Pierre Clairé : Je reste convaincu que c’est par le commerce et le libre échange que la France pourra se racheter en Afrique et redorer son blason. Pour autant, vous avez raison de signaler que la corruption et la mauvaise gouvernance constituent l’enjeu principal qui se heurte au développement de l’Afrique. Il faut donc opérer un changement de logiciel pour repenser nos relations. La politique française en Afrique a toujours été basée sur le clientélisme en raison des économies de rente de chaque pays. Or, les économies de rente génèrent par nature des régimes corrompus. Cela explique pourquoi l’aide envoyée par la France en Afrique ne bénéficie qu’à une minorité au pouvoir. Les Français doivent aider les régimes africains à diversifier leur économie et à opérer une montée en gamme dans les chaînes de valeur pour éviter d’alimenter le ressentiment anti-français attisé par la corruption et par les puissances étrangères (Chine, Russie) qui veulent nous remplacer.

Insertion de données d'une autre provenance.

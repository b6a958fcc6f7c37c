//! Validation Authentication Entry - the two-party handshake aggregate.
//!
//! A VAE collects the records of one session through three additive phases:
//!
//! ```text
//! Empty -> Challenging (1..2 CR) -> Responding (1..2 CRR) -> Signing (1..2 CSR) -> Complete
//! ```
//!
//! Every insert checks the whole rule set against the current state before
//! touching any field, so a rejected insert leaves the entry unchanged.

use crate::error::{ReferenceKind, RegistryError, RegistryResult};
use crate::records::{ChallengeRecord, ChallengeResponseRecord, ChallengeSignatureRecord};
use authcoin_core::{AccountId, ChallengeId, EirId, SessionId};
use std::collections::HashMap;

/// Records of each kind one session may hold.
pub const MAX_RECORDS_PER_PHASE: usize = 2;

/// Handshake progress derived from the record counts.
#[derive(Debug, Clone, Copy, PartialEq, Eq, PartialOrd, Ord)]
pub enum VaeStatus {
    /// No challenge yet
    Empty,
    /// At least one challenge, no responses
    Challenging,
    /// At least one response, no verdicts
    Responding,
    /// One verdict recorded
    Signing,
    /// Both verdicts recorded
    Complete,
}

/// Append-only record list with a challenge-id index.
#[derive(Debug, Clone)]
struct Slots<T> {
    records: Vec<T>,
    index: HashMap<ChallengeId, usize>,
}

impl<T> Slots<T> {
    fn new() -> Self {
        Self {
            records: Vec::with_capacity(MAX_RECORDS_PER_PHASE),
            index: HashMap::with_capacity(MAX_RECORDS_PER_PHASE),
        }
    }

    fn len(&self) -> usize {
        self.records.len()
    }

    fn is_empty(&self) -> bool {
        self.records.is_empty()
    }

    fn contains(&self, challenge_id: &ChallengeId) -> bool {
        self.index.contains_key(challenge_id)
    }

    fn get(&self, challenge_id: &ChallengeId) -> Option<&T> {
        self.index.get(challenge_id).map(|&slot| &self.records[slot])
    }

    fn push(&mut self, challenge_id: ChallengeId, record: T) {
        self.index.insert(challenge_id, self.records.len());
        self.records.push(record);
    }
}

#[derive(Debug, Clone)]
pub struct ValidationAuthenticationEntry {
    session_id: SessionId,
    creator: AccountId,
    challenges: Slots<ChallengeRecord>,
    responses: Slots<ChallengeResponseRecord>,
    signatures: Slots<ChallengeSignatureRecord>,
}

impl ValidationAuthenticationEntry {
    pub fn new(session_id: SessionId, creator: AccountId) -> Self {
        Self {
            session_id,
            creator,
            challenges: Slots::new(),
            responses: Slots::new(),
            signatures: Slots::new(),
        }
    }

    fn check_session(&self, session_id: &SessionId, what: &str) -> RegistryResult<()> {
        if session_id != &self.session_id {
            return Err(RegistryError::InvariantViolation(format!(
                "{what} belongs to session {session_id}, not {}",
                self.session_id
            )));
        }
        Ok(())
    }

    /// Add a challenge. The first challenge fixes the participant pair;
    /// the second must name the same two identities in either direction.
    pub fn add_challenge_record(&mut self, record: ChallengeRecord) -> RegistryResult<()> {
        self.check_session(record.session_id(), "challenge")?;

        if self.challenges.contains(record.challenge_id()) {
            return Err(RegistryError::duplicate(
                ReferenceKind::Challenge,
                record.challenge_id(),
            ));
        }
        if self.challenges.len() >= MAX_RECORDS_PER_PHASE {
            return Err(RegistryError::InvariantViolation(format!(
                "session {} already holds {MAX_RECORDS_PER_PHASE} challenges",
                self.session_id
            )));
        }
        if record.verifier_eir() == record.target_eir() {
            return Err(RegistryError::InvariantViolation(
                "challenge verifier and target must be different identities".to_string(),
            ));
        }
        if let Some((a, b)) = self.participants() {
            let same_pair = (record.verifier_eir() == &a && record.target_eir() == &b)
                || (record.verifier_eir() == &b && record.target_eir() == &a);
            if !same_pair {
                return Err(RegistryError::InvariantViolation(format!(
                    "session {} is bound to {a} and {b}",
                    self.session_id
                )));
            }
        }

        self.challenges.push(*record.challenge_id(), record);
        Ok(())
    }

    /// Add the response to an existing challenge.
    pub fn add_challenge_response(&mut self, record: ChallengeResponseRecord) -> RegistryResult<()> {
        self.check_session(record.session_id(), "response")?;

        if self.challenges.is_empty() {
            return Err(RegistryError::InvariantViolation(format!(
                "session {} has no challenges to respond to",
                self.session_id
            )));
        }
        if !self.challenges.contains(record.challenge_id()) {
            return Err(RegistryError::unknown(
                ReferenceKind::Challenge,
                record.challenge_id(),
            ));
        }
        if self.responses.contains(record.challenge_id()) {
            return Err(RegistryError::duplicate(
                ReferenceKind::Response,
                record.challenge_id(),
            ));
        }
        if self.responses.len() >= MAX_RECORDS_PER_PHASE {
            return Err(RegistryError::InvariantViolation(format!(
                "session {} already holds {MAX_RECORDS_PER_PHASE} responses",
                self.session_id
            )));
        }

        self.responses.push(*record.challenge_id(), record);
        Ok(())
    }

    /// Add a verdict. Requires at least one challenge and one response.
    pub fn add_challenge_signature(&mut self, record: ChallengeSignatureRecord) -> RegistryResult<()> {
        self.check_session(record.session_id(), "signature record")?;

        if self.challenges.is_empty() || self.responses.is_empty() {
            return Err(RegistryError::InvariantViolation(format!(
                "session {} needs a challenge and a response before signing",
                self.session_id
            )));
        }
        if !self.challenges.contains(record.challenge_id()) {
            return Err(RegistryError::unknown(
                ReferenceKind::Challenge,
                record.challenge_id(),
            ));
        }
        if self.signatures.contains(record.challenge_id()) {
            return Err(RegistryError::duplicate(
                ReferenceKind::Signature,
                record.challenge_id(),
            ));
        }
        // Backstop: each signature needs its own challenge, so the challenge
        // cap already rejects a third signature record before this point.
        if self.signatures.len() >= MAX_RECORDS_PER_PHASE {
            return Err(RegistryError::InvariantViolation(format!(
                "session {} already holds {MAX_RECORDS_PER_PHASE} signature records",
                self.session_id
            )));
        }

        self.signatures.push(*record.challenge_id(), record);
        Ok(())
    }

    pub fn status(&self) -> VaeStatus {
        if self.signatures.len() >= MAX_RECORDS_PER_PHASE {
            VaeStatus::Complete
        } else if !self.signatures.is_empty() {
            VaeStatus::Signing
        } else if !self.responses.is_empty() {
            VaeStatus::Responding
        } else if !self.challenges.is_empty() {
            VaeStatus::Challenging
        } else {
            VaeStatus::Empty
        }
    }

    /// The two identities bound by the first challenge, verifier first.
    pub fn participants(&self) -> Option<(EirId, EirId)> {
        self.challenges
            .records
            .first()
            .map(|first| (*first.verifier_eir(), *first.target_eir()))
    }

    pub fn involves(&self, eir: &EirId) -> bool {
        self.participants()
            .is_some_and(|(a, b)| &a == eir || &b == eir)
    }

    pub fn session_id(&self) -> &SessionId {
        &self.session_id
    }

    /// Account that submitted the first challenge.
    pub fn creator(&self) -> &AccountId {
        &self.creator
    }

    pub fn challenges(&self) -> &[ChallengeRecord] {
        &self.challenges.records
    }

    pub fn responses(&self) -> &[ChallengeResponseRecord] {
        &self.responses.records
    }

    pub fn signatures(&self) -> &[ChallengeSignatureRecord] {
        &self.signatures.records
    }

    pub fn challenge(&self, challenge_id: &ChallengeId) -> Option<&ChallengeRecord> {
        self.challenges.get(challenge_id)
    }

    pub fn response(&self, challenge_id: &ChallengeId) -> Option<&ChallengeResponseRecord> {
        self.responses.get(challenge_id)
    }

    pub fn signature(&self, challenge_id: &ChallengeId) -> Option<&ChallengeSignatureRecord> {
        self.signatures.get(challenge_id)
    }

    pub fn challenges_count(&self) -> usize {
        self.challenges.len()
    }

    pub fn responses_count(&self) -> usize {
        self.responses.len()
    }

    pub fn signatures_count(&self) -> usize {
        self.signatures.len()
    }
}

Il faut donc revoir les positions françaises sur l’Afrique et surtout repenser son aide économique, en tentant d’augmenter le partenariat et la coopération. La France a déjà un avantage comparatif non négligeable avec la langue et elle doit s’en servir en créant un lien fort avec les populations et non plus les élites uniquement. Cette aide versée aux États part d’une bonne intention française, mais sa mauvaise utilisation et la corruption endémique de ces pays rend son utilité quasi nulle voire nocive pour l’image de la France. Ainsi cette aide devrait être distribuée directement aux entreprises et des facilités devraient être accordées aux entreprises locales notamment avec des prêts à taux avantageux. En effet, le marché intérieur et les entreprises locales souffrent de la concurrence déloyale des entreprises étrangères, notamment chinoises, dopées à l’argent public. La généralisation des financements et d’autres dons faits secteur privé, par le biais notamment des institutions de financement du développement, permettrait d’utiliser directement l’argent donné par la France, pour des projets d’utilité publique. Surtout, cela permettrait de supprimer les intermédiaires vecteurs de corruption et ainsi de promouvoir la croissance via des projets innovants. Le commerce serait notamment un moyen de participer à la croissance de ces pays en leur permettant de créer sans dépendre outrageusement de l’aide internationale.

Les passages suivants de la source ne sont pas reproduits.